Plages de sable sur le Rio.
Plages de sable sur le Rio.
Depuis longtemps mon épouse et moi-même avions le désir d’organiser une expédition sur le rio Ouro Preto, affluent du Rio Pacaas Novas. En effet il existe là des communautés dénuées de tout recours, accessibles seulement par voie fluviale. Mais impossible de s’y rendre sans remplir certaines conditions. D’abord, on ne peut pénétrer sur ces terres sans autorisation, car elles font partie d’une Réserve Fédérale. Ensuite il faut être introduit par quelqu’un connaissant les riverains, puis trouver à emporter les médicaments de base : antalgiques, anti-inflammatoires, antibiotiques.
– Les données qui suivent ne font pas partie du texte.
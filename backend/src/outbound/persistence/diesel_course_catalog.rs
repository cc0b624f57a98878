//! PostgreSQL-backed read-only course catalog using Diesel ORM.

use std::collections::HashMap;

use async_trait::async_trait;
use diesel::prelude::*;
use diesel_async::RunQueryDsl;

use crate::domain::ports::{CourseCatalog, CourseCatalogError};
use crate::domain::{Course, CourseId, CourseSummary};

use super::models::CourseRow;
use super::pool::{DbPool, PoolError};
use super::schema::courses;

/// Diesel-backed implementation of the `CourseCatalog` port.
#[derive(Clone)]
pub struct DieselCourseCatalog {
    pool: DbPool,
}

impl DieselCourseCatalog {
    /// Create a new catalog adapter with the given connection pool.
    pub fn new(pool: DbPool) -> Self {
        Self { pool }
    }
}

fn map_pool_error(error: PoolError) -> CourseCatalogError {
    match error {
        PoolError::Checkout { message } | PoolError::Build { message } => {
            CourseCatalogError::connection(message)
        }
    }
}

fn map_diesel_error(error: diesel::result::Error) -> CourseCatalogError {
    use diesel::result::{DatabaseErrorKind, Error as DieselError};
    match error {
        DieselError::DatabaseError(DatabaseErrorKind::ClosedConnection, _) => {
            CourseCatalogError::connection("database connection error")
        }
        _ => CourseCatalogError::query("database error"),
    }
}

fn row_to_course(row: CourseRow) -> Course {
    #[expect(
        clippy::cast_sign_loss,
        reason = "prices are non-negative in the database"
    )]
    let price = row.price as u32;
    Course {
        id: CourseId::from_uuid(row.id),
        name: row.name,
        logo: row.logo,
        category: row.category,
        duration: row.duration,
        instructor: row.instructor,
        rating: row.rating,
        price,
        link: row.link,
    }
}

#[async_trait]
impl CourseCatalog for DieselCourseCatalog {
    async fn find_by_id(&self, id: &CourseId) -> Result<Option<Course>, CourseCatalogError> {
        let mut conn = self.pool.get().await.map_err(map_pool_error)?;
        let row: Option<CourseRow> = courses::table
            .filter(courses::id.eq(id.as_uuid()))
            .select(CourseRow::as_select())
            .first(&mut conn)
            .await
            .optional()
            .map_err(map_diesel_error)?;
        Ok(row.map(row_to_course))
    }

    async fn summaries_by_ids(
        &self,
        ids: &[CourseId],
    ) -> Result<HashMap<CourseId, CourseSummary>, CourseCatalogError> {
        if ids.is_empty() {
            return Ok(HashMap::new());
        }
        let uuids: Vec<uuid::Uuid> = ids.iter().map(|id| *id.as_uuid()).collect();

        let mut conn = self.pool.get().await.map_err(map_pool_error)?;
        let rows: Vec<CourseRow> = courses::table
            .filter(courses::id.eq_any(uuids))
            .select(CourseRow::as_select())
            .load(&mut conn)
            .await
            .map_err(map_diesel_error)?;

        Ok(rows
            .into_iter()
            .map(|row| {
                let course = row_to_course(row);
                (course.id.clone(), course.summary())
            })
            .collect())
    }
}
Les solutions se présentèrent en la personne de Joacaias (un de mes patients, investi dans le travail social et connaissant bien les communautés du rio), et un visiteur médical, Lucas, du laboratoire Eurofarma, qui avec ses collègues, réussit à collecter un maximum d’échantillons gratuits. Commença alors une belle collaboration pour mener à bien notre projet. Joacaias s’occupa de prévenir les gens par la radio qu’un médecin allait remonter la rivière pour faire des consultations, et il fit les démarches afin d’obtenir les autorisations nécessaires pour entrer dans la réserve.

Des riverains isolés.
Des riverains isolés.
Un voyage inoubliable

Nous sommes partis le matin de bonne heure par la piste qui mène au rio après avoir averti Lorenzo qui vit dans la réserve, afin qu’il nous cherche à l’entrée de la baie de Pompeu. Il arriva avec un peu de retard dans sa petite barque à moteur. Nous essuyons un friagem (coup de froid formé par des masses d’air venues des Andes qui font descendre la température rapidement). Mais nous nous laissons envoûter par la beauté des paysages. La forêt majestueuse descend des collines jusqu’à se baigner dans la rivière sinueuse. Parfois, il faut descendre de la barque pour la pousser tellement le niveau des eaux est bas. De temps à autre une petite île au milieu du rio, une plage de sable avec des empreintes de tortues, quelques crocodiles, nous rappellent que nous sommes en Amazonie. Des oiseaux de toutes les couleurs laissent leur sillage dans le ciel bien chargé. Émerveillement garanti à chaque instant. C’est simplement somptueux. La forêt est complètement préservée. Ici pas de brûlis ni de destruction massive comme on peut en voir le long de la route Porto Velho-Guajará.

Visites et consultations

Vendredi

Après quelques heures de navigation nous arrivons en vue de la première habitation. L’accueil y est chaleureux. Nous commençons les consultations ; il y a là deux personnes âgées dont l’une est diabétique et l’autre souffre d’hypertension artérielle. Autour d’un café, elles racontent les anecdotes de la vie qui meublent leur quotidien. Il faut bien sûr écouter leurs histoires, elles qui voient passer si peu de monde.
Puis nous repartons pour continuer à remonter la rivière. Nous arrivons chez Joao en train de faire cuire la farine de manioc dans un grand four artisanal chauffé par des bûches de bois. Il vit de la culture du manioc et de fruits. Joao n’a pas besoin de soins. Après avoir discuté quelques instants avec lui nous repartons.
Quelques kilomètres plus loin nous arrivons dans une communauté où il y a des enfants malades. La petite Sofia souffre d’une infection intestinale provoquée par une nourriture non adaptée. Nous prenons du temps pour expliquer à la maman comment nourrir correctement un bébé avec l’alimentation disponible.
Puis il faut traiter la diarrhée pour éviter une déshydratation souvent motif d’hospitalisation chez les bébés.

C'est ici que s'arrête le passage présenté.